The church authorities, it appears clear, continued to put priests’ and bishops’ feelings and interests, and church interests, ahead of the welfare of children in the diocese in flagrant breach of the child abuse guidelines they themselves introduced as far back as 1996. In Cloyne, deplorably encouraged by a confidential 1997 Vatican letter to the Irish bishops, these were regarded as optional, and in 2004 an internal independent report for the diocese (McCoy), that largely went unread, warned they were being ignored. Yet it was only in 2008, after a damning public report from the National Board for Safeguarding Children (NBSC), that the Irish hierarchy appears to have reluctantly become engaged. Then, and in January 2009, it was only to defend Bishop John Magee’s right to stay on. And why, apparently, were no questions asked by the hierarchy between 1996 and 2008 about what was going on in Cork?

What is clear is that the idea of collective institutional or individual moral responsibility for the actions of those subject to their authority is still anathema to the hierarchy. Cardinal Seán Brady and Archbishop Dermot Clifford have given defensive and unsatisfactory answers to the Cloyne report, unconvincingly explaining away their continuing refusal in early 2009 to demand Bishop Magee’s resignation despite the fact they were aware from the NBSC report of December 2008 that he had been flouting the guidelines. Dr Clifford, who belatedly became convinced of the untenability of Dr Magee’s position, yesterday acknowledged the latter had “lied” and had singularly failed properly to supervise Msgr Denis O’Callaghan who was in charge of implementing child protection policies he openly disagreed with.

It is their failure to deal with these Magee lacunae, rather than the issue of his “inappropriate” conduct with “Joseph”, arguably not a sacking offence, that continues to raise real questions about the tenability of both men’s positions. The willingness of the hierarchy over time to cut their own members the same slack that bishops have been criticised for allowing to abuser priests reflects at root the same problem of an institution whose instinct remains above all self-preservation.
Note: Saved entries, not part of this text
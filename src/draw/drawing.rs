//! Stroke store: the ordered history of strokes for the current session.

use super::stroke::{Point, Stroke};

/// Container for all strokes in the current drawing session.
///
/// Completed strokes are kept in paint order (first = bottom, last = top).
/// At most one stroke is active (still being drawn) at any time; it is
/// painted after every completed stroke.
#[derive(Debug, Clone, Default)]
pub struct Drawing {
    strokes: Vec<Stroke>,
    active: Option<Stroke>,
}

/// Read-only view of a [`Drawing`] in paint order.
#[derive(Debug, Clone, Copy)]
pub struct Snapshot<'a> {
    /// Completed strokes, oldest first
    pub completed: &'a [Stroke],
    /// The stroke being drawn, if any
    pub active: Option<&'a Stroke>,
}

impl<'a> Snapshot<'a> {
    /// Iterates completed strokes followed by the active stroke.
    pub fn iter(self) -> impl Iterator<Item = &'a Stroke> {
        self.completed.iter().chain(self.active)
    }

    /// Number of strokes the renderer will visit.
    pub fn len(self) -> usize {
        self.completed.len() + usize::from(self.active.is_some())
    }

    pub fn is_empty(self) -> bool {
        self.len() == 0
    }
}

impl Drawing {
    /// Creates an empty drawing.
    pub const fn new() -> Self {
        Self {
            strokes: Vec::new(),
            active: None,
        }
    }

    /// Appends a completed stroke on top of the others.
    pub fn commit(&mut self, stroke: Stroke) {
        self.strokes.push(stroke);
    }

    /// Removes the most recently completed stroke. Empty drawings are left alone.
    pub fn undo(&mut self) -> Option<Stroke> {
        self.strokes.pop()
    }

    /// Removes every completed stroke. The active stroke, if any, survives.
    pub fn clear(&mut self) {
        self.strokes.clear();
    }

    pub fn snapshot(&self) -> Snapshot<'_> {
        Snapshot {
            completed: &self.strokes,
            active: self.active.as_ref(),
        }
    }

    /// Completed strokes in paint order.
    pub fn strokes(&self) -> &[Stroke] {
        &self.strokes
    }

    pub fn active(&self) -> Option<&Stroke> {
        self.active.as_ref()
    }

    /// Number of completed strokes.
    pub fn len(&self) -> usize {
        self.strokes.len()
    }

    pub fn is_empty(&self) -> bool {
        self.strokes.is_empty()
    }

    /// Installs a new active stroke.
    ///
    /// Returns `false` (and drops `stroke`) if another stroke is already active.
    pub fn begin(&mut self, stroke: Stroke) -> bool {
        if self.active.is_some() {
            return false;
        }
        self.active = Some(stroke);
        true
    }

    /// Appends a point to the active stroke. Returns `false` when nothing is active.
    pub fn extend_active(&mut self, point: Point) -> bool {
        match self.active.as_mut() {
            Some(stroke) => {
                stroke.push(point);
                true
            }
            None => false,
        }
    }

    /// Finishes the active stroke.
    ///
    /// A stroke with at least one point is committed; an empty one is
    /// dropped. Returns `true` if a stroke was committed.
    pub fn end_active(&mut self) -> bool {
        match self.active.take() {
            Some(stroke) if !stroke.points().is_empty() => {
                self.strokes.push(stroke);
                true
            }
            _ => false,
        }
    }
}

#[cfg(test)]
mod tests {
    use super::*;
    use crate::draw::{BLACK, RED, StrokeKind};

    fn brush(points: &[(f64, f64)]) -> Stroke {
        Stroke::with_points(
            StrokeKind::Brush,
            RED,
            5.0,
            points.iter().map(|&(x, y)| Point::new(x, y)).collect(),
        )
    }

    #[test]
    fn undo_on_empty_is_a_noop() {
        let mut drawing = Drawing::new();
        assert!(drawing.undo().is_none());
        assert!(drawing.undo().is_none());
        assert!(drawing.is_empty());
    }

    #[test]
    fn undo_pops_the_most_recent_stroke() {
        let mut drawing = Drawing::new();
        drawing.commit(brush(&[(0.0, 0.0)]));
        drawing.commit(brush(&[(1.0, 1.0)]));

        let popped = drawing.undo().unwrap();
        assert_eq!(popped.points(), &[Point::new(1.0, 1.0)]);
        assert_eq!(drawing.len(), 1);
    }

    #[test]
    fn clear_keeps_the_active_stroke() {
        let mut drawing = Drawing::new();
        drawing.commit(brush(&[(0.0, 0.0)]));
        assert!(drawing.begin(Stroke::new(StrokeKind::Eraser, BLACK, 3.0)));

        drawing.clear();
        assert!(drawing.is_empty());
        assert!(drawing.active().is_some());
    }

    #[test]
    fn second_begin_is_rejected_while_active() {
        let mut drawing = Drawing::new();
        assert!(drawing.begin(brush(&[(1.0, 1.0)])));
        assert!(!drawing.begin(brush(&[(9.0, 9.0)])));
        assert_eq!(drawing.active().unwrap().points()[0], Point::new(1.0, 1.0));
    }

    #[test]
    fn empty_active_stroke_is_discarded() {
        let mut drawing = Drawing::new();
        drawing.begin(Stroke::new(StrokeKind::Eraser, BLACK, 3.0));
        assert!(!drawing.end_active());
        assert!(drawing.is_empty());
        assert!(drawing.active().is_none());
    }

    #[test]
    fn extend_without_active_stroke_is_ignored() {
        let mut drawing = Drawing::new();
        assert!(!drawing.extend_active(Point::new(3.0, 4.0)));
        assert!(!drawing.end_active());
        assert!(drawing.is_empty());
    }

    #[test]
    fn snapshot_lists_active_stroke_last() {
        let mut drawing = Drawing::new();
        drawing.commit(brush(&[(0.0, 0.0)]));
        drawing.begin(brush(&[(5.0, 5.0)]));
        drawing.extend_active(Point::new(6.0, 6.0));

        let snapshot = drawing.snapshot();
        assert_eq!(snapshot.len(), 2);
        let last = snapshot.iter().last().unwrap();
        assert_eq!(last.points().len(), 2);
    }
}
The response of the Government to the report is, however, welcome though belated. Legislation to put on a statutory basis the Children First guidelines, to be published today, and to make the withholding from gardaí of information about abuse, despite concerns about the “seal of the confessional”, are important and overdue measures. It is also crucial that the vital audits of child protection practices in the country’s other dioceses, undertaken by the NBSC, proceed speedily.